Filter the data for "looking" and copy matching lines.

-- Dataset records follows --

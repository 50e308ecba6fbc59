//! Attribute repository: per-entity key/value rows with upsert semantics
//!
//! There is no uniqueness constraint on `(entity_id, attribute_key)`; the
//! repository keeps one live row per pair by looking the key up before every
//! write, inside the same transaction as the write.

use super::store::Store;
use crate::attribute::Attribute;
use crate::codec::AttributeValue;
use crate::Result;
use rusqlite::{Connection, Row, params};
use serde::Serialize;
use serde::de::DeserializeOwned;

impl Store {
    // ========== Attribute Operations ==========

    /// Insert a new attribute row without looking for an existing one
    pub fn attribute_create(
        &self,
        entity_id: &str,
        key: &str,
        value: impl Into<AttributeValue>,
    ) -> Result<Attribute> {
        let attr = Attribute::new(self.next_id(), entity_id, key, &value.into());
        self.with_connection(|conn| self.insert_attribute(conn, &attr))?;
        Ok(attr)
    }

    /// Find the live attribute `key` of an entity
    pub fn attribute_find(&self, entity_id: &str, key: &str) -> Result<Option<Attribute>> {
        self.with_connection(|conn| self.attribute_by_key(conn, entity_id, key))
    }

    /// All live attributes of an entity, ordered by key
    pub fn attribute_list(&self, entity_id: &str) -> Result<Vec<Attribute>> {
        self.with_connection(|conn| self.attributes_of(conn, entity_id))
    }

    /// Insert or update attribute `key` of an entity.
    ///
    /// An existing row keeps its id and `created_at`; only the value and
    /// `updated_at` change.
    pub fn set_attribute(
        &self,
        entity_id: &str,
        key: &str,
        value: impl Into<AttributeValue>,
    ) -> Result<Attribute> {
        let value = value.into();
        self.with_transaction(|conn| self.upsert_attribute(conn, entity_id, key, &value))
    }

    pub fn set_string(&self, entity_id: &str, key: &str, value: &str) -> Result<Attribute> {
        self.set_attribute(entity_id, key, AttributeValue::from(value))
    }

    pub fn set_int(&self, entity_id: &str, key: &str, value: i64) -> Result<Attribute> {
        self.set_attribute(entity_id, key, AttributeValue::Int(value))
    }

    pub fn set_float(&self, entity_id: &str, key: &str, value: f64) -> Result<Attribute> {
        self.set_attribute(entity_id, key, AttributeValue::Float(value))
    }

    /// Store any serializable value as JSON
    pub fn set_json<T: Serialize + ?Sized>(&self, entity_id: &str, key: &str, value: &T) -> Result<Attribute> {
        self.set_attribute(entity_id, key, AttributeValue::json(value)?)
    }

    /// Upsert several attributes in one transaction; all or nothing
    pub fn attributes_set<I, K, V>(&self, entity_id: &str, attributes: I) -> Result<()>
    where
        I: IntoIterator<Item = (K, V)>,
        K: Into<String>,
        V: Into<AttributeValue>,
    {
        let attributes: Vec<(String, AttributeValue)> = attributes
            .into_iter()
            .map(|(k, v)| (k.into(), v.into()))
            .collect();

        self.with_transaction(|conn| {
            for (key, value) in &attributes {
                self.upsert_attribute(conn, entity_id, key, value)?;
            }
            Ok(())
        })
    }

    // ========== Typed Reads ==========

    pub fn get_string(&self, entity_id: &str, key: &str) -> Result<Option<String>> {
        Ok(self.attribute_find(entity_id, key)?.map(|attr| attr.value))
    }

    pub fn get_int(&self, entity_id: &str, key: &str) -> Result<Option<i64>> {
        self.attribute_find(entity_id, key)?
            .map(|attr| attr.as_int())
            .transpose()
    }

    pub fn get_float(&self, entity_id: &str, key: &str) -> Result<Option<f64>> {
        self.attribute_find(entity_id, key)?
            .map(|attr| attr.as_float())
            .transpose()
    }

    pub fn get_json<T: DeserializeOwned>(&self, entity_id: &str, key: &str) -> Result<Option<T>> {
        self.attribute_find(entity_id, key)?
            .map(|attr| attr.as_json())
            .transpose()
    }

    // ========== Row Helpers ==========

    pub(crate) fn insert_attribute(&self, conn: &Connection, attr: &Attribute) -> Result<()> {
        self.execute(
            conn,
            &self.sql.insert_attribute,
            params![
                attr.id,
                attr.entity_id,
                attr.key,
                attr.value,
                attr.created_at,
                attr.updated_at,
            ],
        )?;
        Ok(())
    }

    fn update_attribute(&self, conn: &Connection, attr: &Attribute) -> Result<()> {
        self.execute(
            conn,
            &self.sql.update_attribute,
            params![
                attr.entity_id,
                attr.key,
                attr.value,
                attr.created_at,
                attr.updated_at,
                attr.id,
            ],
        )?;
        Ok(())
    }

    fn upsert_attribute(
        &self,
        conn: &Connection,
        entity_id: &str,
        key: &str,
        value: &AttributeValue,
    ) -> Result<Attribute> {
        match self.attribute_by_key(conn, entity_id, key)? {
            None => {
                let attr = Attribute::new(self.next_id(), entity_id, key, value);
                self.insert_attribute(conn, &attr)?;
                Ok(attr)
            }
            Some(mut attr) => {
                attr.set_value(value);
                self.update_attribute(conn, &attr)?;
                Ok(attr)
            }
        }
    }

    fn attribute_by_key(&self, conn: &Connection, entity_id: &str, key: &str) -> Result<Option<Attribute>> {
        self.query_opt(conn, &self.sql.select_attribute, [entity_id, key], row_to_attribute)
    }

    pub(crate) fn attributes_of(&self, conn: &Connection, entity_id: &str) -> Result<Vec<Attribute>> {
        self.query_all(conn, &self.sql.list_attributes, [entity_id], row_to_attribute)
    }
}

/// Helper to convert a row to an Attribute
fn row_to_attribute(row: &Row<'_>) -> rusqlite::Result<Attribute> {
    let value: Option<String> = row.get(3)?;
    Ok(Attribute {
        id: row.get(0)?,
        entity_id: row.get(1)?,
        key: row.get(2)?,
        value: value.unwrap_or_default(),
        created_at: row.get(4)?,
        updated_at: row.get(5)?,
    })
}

-- Dataset records concluded --

Written solution —
//! repository keeps one live row per pair by looking the key up before every
    /// Insert a new attribute row without looking for an existing one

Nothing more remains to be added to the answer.